The message listed the most common causes of fatal boating
accidents. As I read the list, I started comparing it to fixes
Old Jack had gotten me into in the past couple of years, particularly
the time he put a knock-down, dead sexy, beer-swilling 23-year-old lady in a
canoe with me. That time, by itself, according to the statistics, I had
something on the order of a 200 percent chance of drowning.
Old Jack had called saying we ought to fetch the fly rods and go smallmouth
fishing up on the Shenandoah River. The trip was scheduled for a Tuesday, a
day on which I'd have likely been up all the night before putting the
Northumberland Echo together. "What the hell," I thought.
"Adrenaline will keep me awake and if I don't go I'll just
sleep the day away."
"Yeah, I'll go," I told Old Jack, "provided you don't care
if I sleep all the way to the river and back."
(Right there is part of the 9 percent of boat accident
causes tallied as 'unknown' and Old Jack had me stepping
right into it. Boating asleep probably causes plenty of
accidents.)
Old Jack had told me his daughter, Mary, would be along
with her pal, Sarah. I assumed they would be in a canoe
together and didn't think anything of it. Wrong. Old Jack
put Mary, an accomplished canoeist and fly fisher, in the
front of his canoe and Sarah in mine.
Now, Sarah maintained she'd had experience, which I don't
doubt, but her canoeing experience was limited to floating
down a mild section of the Shenandoah with a bunch of
other youngsters one time. That's not precisely the
same thing as going down the stretch we were on, which
is primarily tame but has some ugly sections. (Chalk
up 8 percent more likelihood of my getting drowned
on the trip. Eight percent of accidents are caused
by inexperience.)
Now, let me tell you, this child Old Jack had slapped
in front of me makes Al Capp's Supefyin' Jones look anorexic.
I haven't been within 15-feet of anything shaped like
that since the lawyer lady ran me off in 1968.
Anyhow, Miss Sarah jiggled herself into a comfortable
position on the canoe's front seat and we headed downstream.

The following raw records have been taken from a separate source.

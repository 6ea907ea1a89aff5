//! Performance (pp) calculation.
//!
//! The actual difficulty and performance math lives in an external engine that is wrapped by
//! [`PerformanceCalculator`]. This module only decides what to feed it, what to cache, and what
//! to do with the numbers it returns.

use std::error::Error;

use bancho::GameMode;

use crate::ids::{MapId, ScoreId};

mod cache;
pub use cache::AttributeCache;

mod rosu;
pub use rosu::{CalculatorError, RosuCalculator};

#[cfg(test)]
mod tests;

/// The highest performance value that is considered legitimate.
///
/// Anything above is treated the same as a calculation that produced garbage.
pub const MAX_PERFORMANCE: f64 = 9999.0;

/// Hit statistics of a play.
#[derive(Debug, Default, Clone, Copy, PartialEq, Eq)]
pub struct HitCounts
{
	pub geki: u32,
	pub n300: u32,
	pub katu: u32,
	pub n100: u32,
	pub n50: u32,
	pub misses: u32,
}

/// Everything the engine needs to know about a single play.
#[derive(Debug, Clone, Copy, PartialEq, Eq)]
pub struct PlayInput
{
	pub id: ScoreId,
	pub mods: u32,
	pub combo: u32,
	pub hits: HitCounts,
}

/// What a calculation starts from.
#[derive(Debug)]
pub enum Source<'a, B, A>
{
	/// The parsed beatmap; the engine has to compute difficulty attributes first.
	Beatmap(&'a B),

	/// Attributes returned by an earlier calculation with the same mods.
	Attributes(&'a A),
}

/// An engine that turns beatmaps and play inputs into performance values.
pub trait PerformanceCalculator: Send + Sync + 'static
{
	/// A parsed beatmap.
	type Beatmap: Send;

	/// Intermediate results that can be reused for plays with the same mods.
	type Attributes: Send;

	type Error: Error + Send + Sync + 'static;

	/// Loads the beatmap with the given ID.
	///
	/// Returns `Ok(None)` if the beatmap is not available.
	fn load(&self, map_id: MapId, map_md5: &str) -> Result<Option<Self::Beatmap>, Self::Error>;

	/// Calculates a single play.
	fn calculate(
		&self,
		source: Source<'_, Self::Beatmap, Self::Attributes>,
		mode: GameMode,
		play: &PlayInput,
	) -> Result<Self::Attributes, Self::Error>;

	/// Extracts the performance value from the result of [`calculate()`].
	///
	/// [`calculate()`]: PerformanceCalculator::calculate
	fn performance(attributes: &Self::Attributes) -> f64;
}

/// Replaces values that are not a finite number, or that are larger than [`MAX_PERFORMANCE`],
/// with `0.0`.
pub fn sanitize(performance: f64) -> f64
{
	if performance.is_finite() && performance <= MAX_PERFORMANCE {
		performance
	} else {
		0.0
	}
}

/// Calculates every play of a group that shares one beatmap and mode.
///
/// Attributes of calculations that had to start from the beatmap are cached per mods value and
/// reused for later plays with the same mods. Plays the engine fails on are logged and left out.
pub fn calculate_group<C>(
	calculator: &C,
	beatmap: &C::Beatmap,
	mode: GameMode,
	plays: &[PlayInput],
) -> Vec<(ScoreId, f64)>
where
	C: PerformanceCalculator + ?Sized,
{
	let mut cache = AttributeCache::<C::Attributes>::default();
	let mut results = Vec::with_capacity(plays.len());

	for play in plays {
		let source = match cache.get(play.mods) {
			Some(attributes) => Source::Attributes(attributes),
			None => Source::Beatmap(beatmap),
		};

		let from_beatmap = matches!(source, Source::Beatmap(_));

		match calculator.calculate(source, mode, play) {
			Ok(attributes) => {
				let raw = C::performance(&attributes);
				let performance = sanitize(raw);

				if performance != raw {
					warn!(score_id = %play.id, raw, "discarding invalid performance value");
				}

				if from_beatmap {
					cache.insert(play.mods, attributes);
				}

				results.push((play.id, performance));
			},
			Err(error) => {
				warn!(
					error = &error as &dyn Error,
					score_id = %play.id,
					"failed to calculate performance",
				);
			},
		}
	}

	trace!(plays = plays.len(), cached = cache.len(), "calculated group");

	results
}
//! Score grades.

use std::fmt;
use std::str::FromStr;

mod errors;
pub use errors::ParseGradeError;

cfg_sqlx! {
	mod sqlx;
}

/// The letter grade of a score.
#[derive(Debug, Clone, Copy, PartialEq, Eq, PartialOrd, Ord, Hash)]
pub enum Grade
{
	/// SS with hidden or flashlight.
	XH,

	/// SS
	X,

	/// S with hidden or flashlight.
	SH,

	/// S
	S,

	/// A
	A,

	/// B
	B,

	/// C
	C,

	/// D
	D,

	/// The score was failed.
	F,

	/// No grade was recorded.
	N,
}

impl Grade
{
	/// Checks if `self` is [F].
	///
	/// [F]: Grade::F
	pub const fn is_failing(self) -> bool
	{
		matches!(self, Self::F)
	}

	/// The string stored in the database.
	pub const fn as_str(self) -> &'static str
	{
		match self {
			Self::XH => "XH",
			Self::X => "X",
			Self::SH => "SH",
			Self::S => "S",
			Self::A => "A",
			Self::B => "B",
			Self::C => "C",
			Self::D => "D",
			Self::F => "F",
			Self::N => "N",
		}
	}
}

impl fmt::Display for Grade
{
	fn fmt(&self, f: &mut fmt::Formatter<'_>) -> fmt::Result
	{
		f.pad(self.as_str())
	}
}

impl FromStr for Grade
{
	type Err = ParseGradeError;

	fn from_str(value: &str) -> Result<Self, Self::Err>
	{
		match value {
			"XH" => Ok(Self::XH),
			"X" => Ok(Self::X),
			"SH" => Ok(Self::SH),
			"S" => Ok(Self::S),
			"A" => Ok(Self::A),
			"B" => Ok(Self::B),
			"C" => Ok(Self::C),
			"D" => Ok(Self::D),
			"F" => Ok(Self::F),
			"N" => Ok(Self::N),
			_ => Err(ParseGradeError),
		}
	}
}
use super::{Conditions, Predicate, Sql, SqlBuilder};
use crate::filter::Filter;
use crate::status::FailedPlays;

const PLAYS_WITH_MAPS: &str = " FROM scores s INNER JOIN maps m ON m.md5 = s.map_md5";

pub(super) const JOIN_PARTITIONS: &str = " INNER JOIN partitions p ON p.userid = s.userid AND \
                                          p.mode = s.mode AND p.map_md5 = s.map_md5";

/// Counts the plays matching `filter`.
///
/// The result has a single `BIGINT` column.
pub fn count_plays(filter: &Filter) -> Sql
{
	let mut sql = SqlBuilder::new("SELECT COUNT(*)");

	sql.push(PLAYS_WITH_MAPS);
	Conditions::for_plays(filter).render_where(&mut sql);
	sql.build()
}

/// Selects the performance inputs of every play matching `filter`.
///
/// Rows are sorted by beatmap hash, mode and play, so plays sharing a beatmap and mode are
/// adjacent.
pub fn group_plays(filter: &Filter) -> Sql
{
	let mut sql = SqlBuilder::new(
		"SELECT m.id AS map_id, s.map_md5, s.mode, s.id, s.mods, s.max_combo, s.ngeki, s.n300, \
		 s.nkatu, s.n100, s.n50, s.nmiss",
	);

	sql.push(PLAYS_WITH_MAPS);
	Conditions::for_plays(filter).render_where(&mut sql);
	sql.push(" ORDER BY s.map_md5, s.mode, s.id");
	sql.build()
}

/// Selects every play of every `(user, mode, beatmap)` that has at least one play matching
/// `filter`.
///
/// Rows are sorted by user, mode, beatmap and play. Failed plays are only included if they may
/// be updated.
pub fn partition_plays(filter: &Filter, failed: FailedPlays) -> Sql
{
	let mut sql = SqlBuilder::default();

	push_partitions(&mut sql, filter);
	sql.push(
		" SELECT s.id, s.userid, s.mode, s.map_md5, s.pp, s.score, s.grade, s.status FROM scores s",
	);
	sql.push(JOIN_PARTITIONS);

	if failed == FailedPlays::Exclude {
		Conditions::default()
			.and(Predicate::NotFailed)
			.render_where(&mut sql);
	}

	sql.push(" ORDER BY s.userid, s.mode, s.map_md5, s.id");
	sql.build()
}

/// Pushes a `WITH partitions AS (…)` clause holding every `(userid, mode, map_md5)` that has at
/// least one play matching `filter`.
pub(super) fn push_partitions(sql: &mut SqlBuilder, filter: &Filter)
{
	sql.push("WITH partitions AS (SELECT DISTINCT s.userid, s.mode, s.map_md5");
	sql.push(PLAYS_WITH_MAPS);
	Conditions::for_plays(filter).render_where(sql);
	sql.push(")");
}
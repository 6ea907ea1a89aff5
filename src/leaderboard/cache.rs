use redis::aio::MultiplexedConnection;
use redis::{Client, RedisError};
use url::Url;

use super::{Entry, LeaderboardSink};

/// An error returned by the cache.
#[derive(Debug, Display, Error, From)]
#[display("cache error: {_0}")]
pub struct CacheError(RedisError);

impl CacheError
{
	/// Returns whether the connection to the cache was lost or could not be established.
	pub fn is_connectivity(&self) -> bool
	{
		self.0.is_io_error()
			|| self.0.is_connection_refusal()
			|| self.0.is_connection_dropped()
			|| self.0.is_timeout()
	}
}

/// Leaderboards stored as sorted sets in Redis.
#[derive(Debug, Clone)]
pub struct RedisLeaderboard
{
	#[debug(skip)]
	connection: MultiplexedConnection,
	key_prefix: Box<str>,
}

impl RedisLeaderboard
{
	/// Connects to Redis and makes sure it answers commands.
	#[instrument(skip(url), fields(host = url.host_str()), err)]
	pub async fn connect(url: &Url, key_prefix: &str) -> Result<Self, CacheError>
	{
		let client = Client::open(url.as_str())?;
		let mut connection = client.get_multiplexed_async_connection().await?;
		let (): () = redis::cmd("PING").query_async(&mut connection).await?;

		debug!("connected to cache");

		Ok(Self { connection, key_prefix: Box::from(key_prefix) })
	}
}

impl LeaderboardSink for RedisLeaderboard
{
	#[instrument(level = "trace", skip_all, fields(entries = entries.len()), err)]
	async fn publish(&mut self, entries: &[Entry]) -> Result<(), CacheError>
	{
		let mut pipe = redis::pipe();

		for entry in entries {
			let member = entry.user_id.get();

			pipe.zadd(entry.global_key(&self.key_prefix), member, entry.pp)
				.ignore();

			pipe.zadd(entry.country_key(&self.key_prefix), member, entry.pp)
				.ignore();
		}

		let (): () = pipe.query_async(&mut self.connection).await?;

		Ok(())
	}
}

I was watching her make some minor seating adjustments
when, about 150 feet into the trip, we blew through a
shoot of fast water, struck a boulder and went pate
er posterior into the river. (There's another 37 percent
of boating accidents accounted for. Four percent are caused
by passengers' behavior, 19 percent by hazardous water and another
14 percent by inattention. Even if I'd been trying to pay
attention to the water, tall as she is, I couldn't have
seen past Sarah in front seat and she insists on looking
the way she does, not good behavior as bowman in a canoe. I
can't blame the hazardous water on Old Jack other than
to say he picked out the stretch we'd be running.)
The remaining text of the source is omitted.